# REQUIRED ACTION
For the listing below, output exactly the lines from the line with "Ok(catalog)" up to and including the line with "use crate::runtime::MockRuntime;", and no other lines.

# MATERIAL FOR THIS EXERCISE

+++

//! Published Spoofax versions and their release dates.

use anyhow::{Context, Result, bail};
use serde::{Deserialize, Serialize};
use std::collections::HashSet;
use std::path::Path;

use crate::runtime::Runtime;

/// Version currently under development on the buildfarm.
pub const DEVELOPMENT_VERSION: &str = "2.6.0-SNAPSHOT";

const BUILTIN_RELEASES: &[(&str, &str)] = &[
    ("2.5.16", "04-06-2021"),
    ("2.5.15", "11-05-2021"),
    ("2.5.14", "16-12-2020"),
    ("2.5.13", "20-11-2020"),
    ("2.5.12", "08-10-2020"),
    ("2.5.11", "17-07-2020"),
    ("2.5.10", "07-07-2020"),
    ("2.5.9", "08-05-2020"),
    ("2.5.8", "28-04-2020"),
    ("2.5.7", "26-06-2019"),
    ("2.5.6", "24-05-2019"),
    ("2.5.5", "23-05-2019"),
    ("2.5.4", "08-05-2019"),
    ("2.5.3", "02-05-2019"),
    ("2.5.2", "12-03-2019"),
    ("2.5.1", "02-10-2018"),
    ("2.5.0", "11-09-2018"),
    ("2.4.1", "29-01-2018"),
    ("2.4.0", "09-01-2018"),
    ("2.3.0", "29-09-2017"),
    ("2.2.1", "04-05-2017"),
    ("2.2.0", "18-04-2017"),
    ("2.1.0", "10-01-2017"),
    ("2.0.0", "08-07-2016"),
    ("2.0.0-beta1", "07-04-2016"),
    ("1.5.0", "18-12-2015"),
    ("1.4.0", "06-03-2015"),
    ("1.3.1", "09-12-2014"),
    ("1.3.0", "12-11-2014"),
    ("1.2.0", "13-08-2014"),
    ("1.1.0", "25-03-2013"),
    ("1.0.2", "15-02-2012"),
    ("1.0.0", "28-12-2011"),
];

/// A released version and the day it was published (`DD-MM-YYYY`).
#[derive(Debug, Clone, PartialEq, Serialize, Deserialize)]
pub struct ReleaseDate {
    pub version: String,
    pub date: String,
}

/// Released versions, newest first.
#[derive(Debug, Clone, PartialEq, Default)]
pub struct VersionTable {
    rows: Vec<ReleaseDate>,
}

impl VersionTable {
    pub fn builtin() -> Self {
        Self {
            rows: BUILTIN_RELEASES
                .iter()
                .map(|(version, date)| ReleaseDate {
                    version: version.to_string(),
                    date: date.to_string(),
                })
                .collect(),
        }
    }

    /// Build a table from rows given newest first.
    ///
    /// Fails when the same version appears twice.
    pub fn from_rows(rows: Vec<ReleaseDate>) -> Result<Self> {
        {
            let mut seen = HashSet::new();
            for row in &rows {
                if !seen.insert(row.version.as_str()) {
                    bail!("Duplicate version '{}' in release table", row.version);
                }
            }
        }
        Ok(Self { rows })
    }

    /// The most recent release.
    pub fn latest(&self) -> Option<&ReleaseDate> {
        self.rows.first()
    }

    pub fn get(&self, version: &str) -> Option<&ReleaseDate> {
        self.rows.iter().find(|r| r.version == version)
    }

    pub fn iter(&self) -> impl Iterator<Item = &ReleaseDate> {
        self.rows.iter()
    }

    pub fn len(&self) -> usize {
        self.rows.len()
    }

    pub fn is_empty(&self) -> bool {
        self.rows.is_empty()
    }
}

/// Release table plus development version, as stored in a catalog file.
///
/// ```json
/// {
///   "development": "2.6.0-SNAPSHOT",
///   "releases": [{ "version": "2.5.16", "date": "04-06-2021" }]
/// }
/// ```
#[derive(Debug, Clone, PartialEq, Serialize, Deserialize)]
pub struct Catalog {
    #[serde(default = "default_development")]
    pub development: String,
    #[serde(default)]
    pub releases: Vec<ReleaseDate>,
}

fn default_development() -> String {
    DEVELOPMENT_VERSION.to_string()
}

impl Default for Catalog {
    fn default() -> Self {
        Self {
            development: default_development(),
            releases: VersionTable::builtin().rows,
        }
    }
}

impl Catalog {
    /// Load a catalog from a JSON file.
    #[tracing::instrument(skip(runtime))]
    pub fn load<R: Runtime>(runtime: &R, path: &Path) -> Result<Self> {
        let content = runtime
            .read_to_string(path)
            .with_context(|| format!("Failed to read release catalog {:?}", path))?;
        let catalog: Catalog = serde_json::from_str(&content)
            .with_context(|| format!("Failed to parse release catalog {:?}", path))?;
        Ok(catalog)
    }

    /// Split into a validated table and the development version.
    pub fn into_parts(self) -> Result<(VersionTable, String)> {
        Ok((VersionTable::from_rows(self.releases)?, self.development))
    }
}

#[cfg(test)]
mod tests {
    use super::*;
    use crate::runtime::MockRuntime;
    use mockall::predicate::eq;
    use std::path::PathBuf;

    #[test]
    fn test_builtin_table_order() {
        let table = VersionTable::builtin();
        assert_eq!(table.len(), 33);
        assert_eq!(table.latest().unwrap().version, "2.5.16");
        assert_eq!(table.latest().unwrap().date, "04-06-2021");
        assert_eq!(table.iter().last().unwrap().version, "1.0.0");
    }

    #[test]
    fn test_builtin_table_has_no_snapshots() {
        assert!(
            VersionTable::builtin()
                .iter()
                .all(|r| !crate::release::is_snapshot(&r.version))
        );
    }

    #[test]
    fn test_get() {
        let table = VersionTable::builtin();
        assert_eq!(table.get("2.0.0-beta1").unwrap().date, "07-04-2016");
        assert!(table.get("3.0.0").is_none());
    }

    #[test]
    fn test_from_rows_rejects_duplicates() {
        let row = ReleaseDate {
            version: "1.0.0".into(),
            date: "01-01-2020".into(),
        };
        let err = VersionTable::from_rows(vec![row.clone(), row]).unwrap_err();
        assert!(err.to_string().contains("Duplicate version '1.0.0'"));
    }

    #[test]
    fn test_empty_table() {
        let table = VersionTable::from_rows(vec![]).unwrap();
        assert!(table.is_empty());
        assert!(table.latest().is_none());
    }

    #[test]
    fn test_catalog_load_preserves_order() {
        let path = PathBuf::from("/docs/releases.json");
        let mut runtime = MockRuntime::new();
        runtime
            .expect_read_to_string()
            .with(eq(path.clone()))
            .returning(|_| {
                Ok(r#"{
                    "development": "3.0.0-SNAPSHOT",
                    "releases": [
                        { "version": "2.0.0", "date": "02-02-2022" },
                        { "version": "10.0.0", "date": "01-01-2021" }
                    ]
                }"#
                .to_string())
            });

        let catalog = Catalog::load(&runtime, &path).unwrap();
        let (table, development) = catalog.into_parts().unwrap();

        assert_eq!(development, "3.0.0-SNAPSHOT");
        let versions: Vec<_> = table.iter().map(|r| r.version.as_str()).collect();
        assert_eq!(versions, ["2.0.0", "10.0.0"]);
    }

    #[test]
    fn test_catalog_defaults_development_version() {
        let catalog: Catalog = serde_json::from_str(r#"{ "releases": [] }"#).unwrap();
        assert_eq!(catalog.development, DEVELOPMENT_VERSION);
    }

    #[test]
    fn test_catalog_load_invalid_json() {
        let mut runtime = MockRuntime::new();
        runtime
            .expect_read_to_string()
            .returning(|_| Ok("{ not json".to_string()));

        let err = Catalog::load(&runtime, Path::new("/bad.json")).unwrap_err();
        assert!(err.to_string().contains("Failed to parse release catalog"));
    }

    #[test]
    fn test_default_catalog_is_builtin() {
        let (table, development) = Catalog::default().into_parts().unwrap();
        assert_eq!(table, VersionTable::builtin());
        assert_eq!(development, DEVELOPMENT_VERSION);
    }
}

+++

# FINISHED TASK
        Ok(catalog)
    }

    /// Split into a validated table and the development version.
    pub fn into_parts(self) -> Result<(VersionTable, String)> {
        Ok((VersionTable::from_rows(self.releases)?, self.development))
    }
}

#[cfg(test)]
mod tests {
    use super::*;
    use crate::runtime::MockRuntime;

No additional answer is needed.